Hundreds of clinics across the United States are marketing unapproved stem cell treatments for conditions ranging from aging skin to spinal cord injuries, a new study finds.
In an online search, researchers found at least 570 clinics offering unapproved stem cell “therapies.” They tend to be concentrated in a handful of states — including Arizona, California, Colorado, Florida, New York and Texas — but are scattered across many other states, too.
Most often, the clinics market stem cell procedures for orthopedic conditions, such as arthritis and injured ligaments and tendons. This does have science behind it, but is still experimental, medical experts said.
In other cases with little or no supporting evidence, clinics hawked stem cell “facelifts” and therapies for serious conditions such as chronic lung disease, Parkinson’s disease and multiple sclerosis.
If these pricey stem cell treatments are unproven and unapproved by federal regulators, how can these clinics exist?
“I ask myself that question all the time,” said Leigh Turner, a bioethicist who worked on the study.

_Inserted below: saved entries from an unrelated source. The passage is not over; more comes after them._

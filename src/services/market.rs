//! Market data API client: price/volume history per token, balances and
//! PnL per wallet.

use super::{get_json, ServiceError};
use async_trait::async_trait;
use reqwest::Client as HttpClient;
use serde::Deserialize;

/// One price/volume period.
#[derive(Debug, Clone, Deserialize)]
pub struct Candle {
    /// Unix timestamp, seconds
    pub time: i64,
    /// Closing price in USD
    pub close: f64,
    /// Traded volume in USD
    #[serde(rename = "volumeUsd")]
    pub volume_usd: f64,
}

/// One token position held by a wallet.
#[derive(Debug, Clone, Deserialize)]
pub struct TokenBalance {
    /// Ticker symbol
    pub symbol: String,
    /// Held amount in token units
    #[serde(default)]
    pub amount: f64,
    /// Position value in USD
    #[serde(rename = "valueUsd")]
    pub value_usd: f64,
}

/// Profit-and-loss summary for a wallet.
#[derive(Debug, Clone, Deserialize)]
pub struct WalletPnl {
    /// Realized PnL in USD
    #[serde(rename = "realizedUsd")]
    pub realized_usd: f64,
    /// Unrealized PnL in USD
    #[serde(rename = "unrealizedUsd")]
    pub unrealized_usd: f64,
    /// Total PnL in USD
    #[serde(rename = "totalUsd")]
    pub total_usd: f64,
    /// Trades counted into the summary
    #[serde(rename = "tradeCount", default)]
    pub trade_count: u64,
}

/// Read-only access to the market data service.
#[async_trait]
pub trait MarketData: Send + Sync {
    /// Recent price/volume history for a token.
    async fn price_history(&self, token: &str) -> Result<Vec<Candle>, ServiceError>;

    /// Current token balances of a wallet.
    async fn wallet_balances(&self, wallet: &str) -> Result<Vec<TokenBalance>, ServiceError>;

    /// PnL summary of a wallet.
    async fn wallet_pnl(&self, wallet: &str) -> Result<WalletPnl, ServiceError>;
}

/// HTTP client for the market data API. The whole API is optional: when
/// no base URL is configured, every call reports unavailable and the
/// wallet/chart commands answer with that explanation.
pub struct MarketClient {
    http: HttpClient,
    base_url: Option<String>,
    api_key: Option<String>,
}

impl MarketClient {
    /// Build a client; `base_url: None` disables the API.
    #[must_use]
    pub fn new(http: HttpClient, base_url: Option<String>, api_key: Option<String>) -> Self {
        Self {
            http,
            base_url,
            api_key,
        }
    }

    fn url(&self, path: &str) -> Result<String, ServiceError> {
        let base = self.base_url.as_deref().ok_or_else(|| {
            ServiceError::Unavailable("Market data service is not configured.".to_string())
        })?;
        let key = self.api_key.as_deref().unwrap_or_default();
        Ok(format!("{base}{path}&api_key={key}"))
    }
}

#[async_trait]
impl MarketData for MarketClient {
    async fn price_history(&self, token: &str) -> Result<Vec<Candle>, ServiceError> {
        let url = self.url(&format!("/price-history?token={token}"))?;
        get_json(&self.http, &url).await
    }

    async fn wallet_balances(&self, wallet: &str) -> Result<Vec<TokenBalance>, ServiceError> {
        let url = self.url(&format!("/wallet-balances?wallet={wallet}"))?;
        get_json(&self.http, &url).await
    }

    async fn wallet_pnl(&self, wallet: &str) -> Result<WalletPnl, ServiceError> {
        let url = self.url(&format!("/wallet-pnl?wallet={wallet}"))?;
        get_json(&self.http, &url).await
    }
}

Turner, an associate professor at the University of Minnesota’s Center for Bioethics, said attention used to focus on “stem cell tourism” — where people travel to countries such as China, India and Mexico to get unproven treatments.
“I think there’s a misperception that everything here [in the U.S.] is regulated,” Turner said. “But these clinics are operating here, and on a relatively large scale.”